Tangmere Military Aviation Museum was opened by a group of aviation enthusiasts, mainly to promote the UK’s military aviation heritage but also to serve as a memorial to the airmen and airwomen who gave their lives in service. Home to an impressive display of historic aircraft, the museum also has a unique collection of aviation memorabilia dating back from the First World War and through to the Cold War.

Huntfun is a nationwide collection of town and city treasure hunts that offer a great way to explore your hometown or discovering somewhere new. The treasure hunts take you around the streets on a self-guided mission to find information, clues, and answers to things you would have otherwise walked straight past.

Excel Activities offer a huge range of team activities across the country, including Bubble Football, Inflatable Games and Old School Sports Days. From kids parties to hen and stag dos, they cover it all. For wheelchair users they can adapt activities like Nerf Wars, Dodgeball and Archery tag.

Perhaps not everyone’s idea of ‘thrill seeking’ but sometimes you need a bit of culture at the weekend! With museums in London, St Ives and Liverpool, there are always hundreds of incredible exhibitions and artworks on display. There are facilities for visitors who are wheelchair users or have specific access needs, and under non-Covid circumstances, blind or visually impaired visitors can join one of the ‘Touch Tours’.

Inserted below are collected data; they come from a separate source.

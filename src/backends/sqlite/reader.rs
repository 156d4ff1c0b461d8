use crate::core::driver::DataReader;
use crate::core::error::{DatabaseError, Result};
use crate::core::value::DatabaseValue;

/// Forward-only reader over the rows a [`SqliteCommand`](super::SqliteCommand) returned
///
/// Rows are materialised while the statement runs, so the reader does not keep the
/// connection busy.
#[derive(Debug, Clone)]
pub struct SqliteDataReader {
    columns: Vec<String>,
    rows: std::vec::IntoIter<Vec<DatabaseValue>>,
    current: Option<Vec<DatabaseValue>>,
    records_affected: Option<u64>,
}

impl SqliteDataReader {
    pub(crate) fn new(
        columns: Vec<String>,
        rows: Vec<Vec<DatabaseValue>>,
        records_affected: Option<u64>,
    ) -> Self {
        Self {
            columns,
            rows: rows.into_iter(),
            current: None,
            records_affected,
        }
    }

    /// Whether rows remain after the current one
    pub fn has_more(&self) -> bool {
        self.rows.len() > 0
    }

    /// Value of the column named `name` in the current row
    pub fn get_by_name(&self, name: &str) -> Result<&DatabaseValue> {
        let ordinal = self
            .ordinal(name)
            .ok_or_else(|| DatabaseError::query(format!("No column named '{}'", name)))?;
        self.get(ordinal)
            .ok_or_else(|| DatabaseError::query("No current row"))
    }
}

impl DataReader for SqliteDataReader {
    type Error = DatabaseError;

    fn field_count(&self) -> usize {
        self.columns.len()
    }

    fn column_name(&self, ordinal: usize) -> Option<&str> {
        self.columns.get(ordinal).map(String::as_str)
    }

    fn read(&mut self) -> Result<bool> {
        self.current = self.rows.next();
        Ok(self.current.is_some())
    }

    fn get(&self, ordinal: usize) -> Option<&DatabaseValue> {
        self.current.as_ref().and_then(|row| row.get(ordinal))
    }

    fn records_affected(&self) -> Option<u64> {
        self.records_affected
    }
}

Tudor World is a ‘living history’ museum right in the heart of Shakespeare’s Stratford, and a must for history lovers who will be thrilled by the grade 2 listed property and immersive story telling. The age of the building unfortunately makes it difficult for people with reduced mobility due to the uneven floors, steep stairs, and cobbled courtyard. However, wheelchair users can access the ground floor via ramps.